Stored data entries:
use axum::{extract::State, http::StatusCode, Extension, Json};
use newsdigest_core::{Article, NewArticle, Sentiment, SentimentLabel};
use newsdigest_db::InsertOutcome;
use serde::{Deserialize, Serialize};

use crate::middleware::RequestId;

use super::extract::{ApiJson, ApiPath, ApiQuery};
use super::{
    map_db_error, normalize_limit, parse_section, ApiError, ApiResponse, AppState, ResponseMeta,
};

// ---------------------------------------------------------------------------
// Request / response bodies
// ---------------------------------------------------------------------------

#[derive(Debug, Deserialize)]
pub(super) struct ArticleQuery {
    pub section: Option<String>,
    pub limit: Option<i64>,
    pub offset: Option<i64>,
}

#[derive(Debug, Deserialize)]
pub(super) struct SaveArticleRequest {
    pub section: String,
    pub title: String,
    pub url: String,
    pub content: String,
    pub summary: Option<String>,
    pub sentiment: Option<SentimentLabel>,
    pub sentiment_score: Option<f64>,
}

#[derive(Debug, Serialize)]
pub(super) struct SaveArticleResponse {
    pub id: i64,
    pub created: bool,
}

// ---------------------------------------------------------------------------
// Handlers
// ---------------------------------------------------------------------------

/// GET /api/v1/articles, newest first, optionally filtered by section.
pub(super) async fn list_articles(
    State(state): State<AppState>,
    Extension(req_id): Extension<RequestId>,
    ApiQuery(query): ApiQuery<ArticleQuery>,
) -> Result<Json<ApiResponse<Vec<Article>>>, ApiError> {
    let rid = &req_id.0;
    let section = query
        .section
        .as_deref()
        .filter(|s| !s.trim().is_empty())
        .map(|s| parse_section(rid, s))
        .transpose()?;

    let rows = newsdigest_db::list_articles(
        &state.pool,
        section,
        normalize_limit(query.limit),
        query.offset.unwrap_or(0).max(0),
    )
    .await
    .map_err(|e| map_db_error(rid.clone(), &e))?;

    let data = rows
        .into_iter()
        .map(newsdigest_db::ArticleRow::into_article)
        .collect::<Result<Vec<_>, _>>()
        .map_err(|e| map_db_error(rid.clone(), &e))?;

    Ok(Json(ApiResponse {
        data,
        meta: ResponseMeta::new(req_id.0),
    }))
}

/// GET /api/v1/articles/{id}
pub(super) async fn get_article(
    State(state): State<AppState>,
    Extension(req_id): Extension<RequestId>,
    ApiPath(id): ApiPath<i64>,
) -> Result<Json<ApiResponse<Article>>, ApiError> {
    let rid = &req_id.0;
    let article = newsdigest_db::get_article(&state.pool, id)
        .await
        .and_then(newsdigest_db::ArticleRow::into_article)
        .map_err(|e| map_db_error(rid.clone(), &e))?;

    Ok(Json(ApiResponse {
        data: article,
        meta: ResponseMeta::new(req_id.0),
    }))
}

/// DELETE /api/v1/articles/{id}
pub(super) async fn delete_article(
    State(state): State<AppState>,
    Extension(req_id): Extension<RequestId>,
    ApiPath(id): ApiPath<i64>,
) -> Result<Json<ApiResponse<serde_json::Value>>, ApiError> {
    newsdigest_db::delete_article(&state.pool, id)
        .await
        .map_err(|e| map_db_error(req_id.0.clone(), &e))?;

    tracing::info!(id, "article deleted");
    Ok(Json(ApiResponse {
        data: serde_json::json!({ "deleted": true, "id": id }),
        meta: ResponseMeta::new(req_id.0),
    }))
}

/// POST /api/v1/articles stores an article unless its URL is already known.
///
/// Returns 201 for a new row and 200 with the existing id for a duplicate.
pub(super) async fn save_article(
    State(state): State<AppState>,
    Extension(req_id): Extension<RequestId>,
    ApiJson(body): ApiJson<SaveArticleRequest>,
) -> Result<(StatusCode, Json<ApiResponse<SaveArticleResponse>>), ApiError> {
    let rid = &req_id.0;
    let article = validate_new_article(rid, body)?;

    let outcome = newsdigest_db::insert_article_if_new(&state.pool, &article)
        .await
        .map_err(|e| map_db_error(rid.clone(), &e))?;

    let status = match outcome {
        InsertOutcome::Inserted(_) => StatusCode::CREATED,
        InsertOutcome::Existing(_) => StatusCode::OK,
    };
    Ok((
        status,
        Json(ApiResponse {
            data: SaveArticleResponse {
                id: outcome.id(),
                created: outcome.is_new(),
            },
            meta: ResponseMeta::new(req_id.0),
        }),
    ))
}

fn validate_new_article(rid: &str, body: SaveArticleRequest) -> Result<NewArticle, ApiError> {
    let section = parse_section(rid, &body.section)?;

    let title = body.title.trim().to_owned();
    let url = body.url.trim().to_owned();
    let content = body.content.trim().to_owned();
    if title.is_empty() || content.is_empty() {
        return Err(ApiError::new(
            rid,
            "validation_error",
            "title and content must not be empty",
        ));
    }
    if !(url.starts_with("http://") || url.starts_with("https://")) {
        return Err(ApiError::new(
            rid,
            "validation_error",
            format!("url must be an absolute http(s) URL, got '{url}'"),
        ));
    }

    let sentiment = match (body.sentiment, body.sentiment_score) {
        (None, None) => None,
        (Some(label), Some(score)) if (0.0..=1.0).contains(&score) => {
            Some(Sentiment { label, score })
        }
        (Some(_), Some(score)) => {
            return Err(ApiError::new(
                rid,
                "validation_error",
                format!("sentiment_score must be between 0 and 1, got {score}"),
            ))
        }
        _ => {
            return Err(ApiError::new(
                rid,
                "validation_error",
                "sentiment and sentiment_score must be given together",
            ))
        }
    };

    Ok(NewArticle {
        section,
        title,
        url,
        content,
        summary: body.summary.filter(|s| !s.trim().is_empty()),
        sentiment,
    })
}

WORK INSTRUCTION:
Only one number is expected: the count of lines in the entries holding the string "summary".

SOLUTION:
2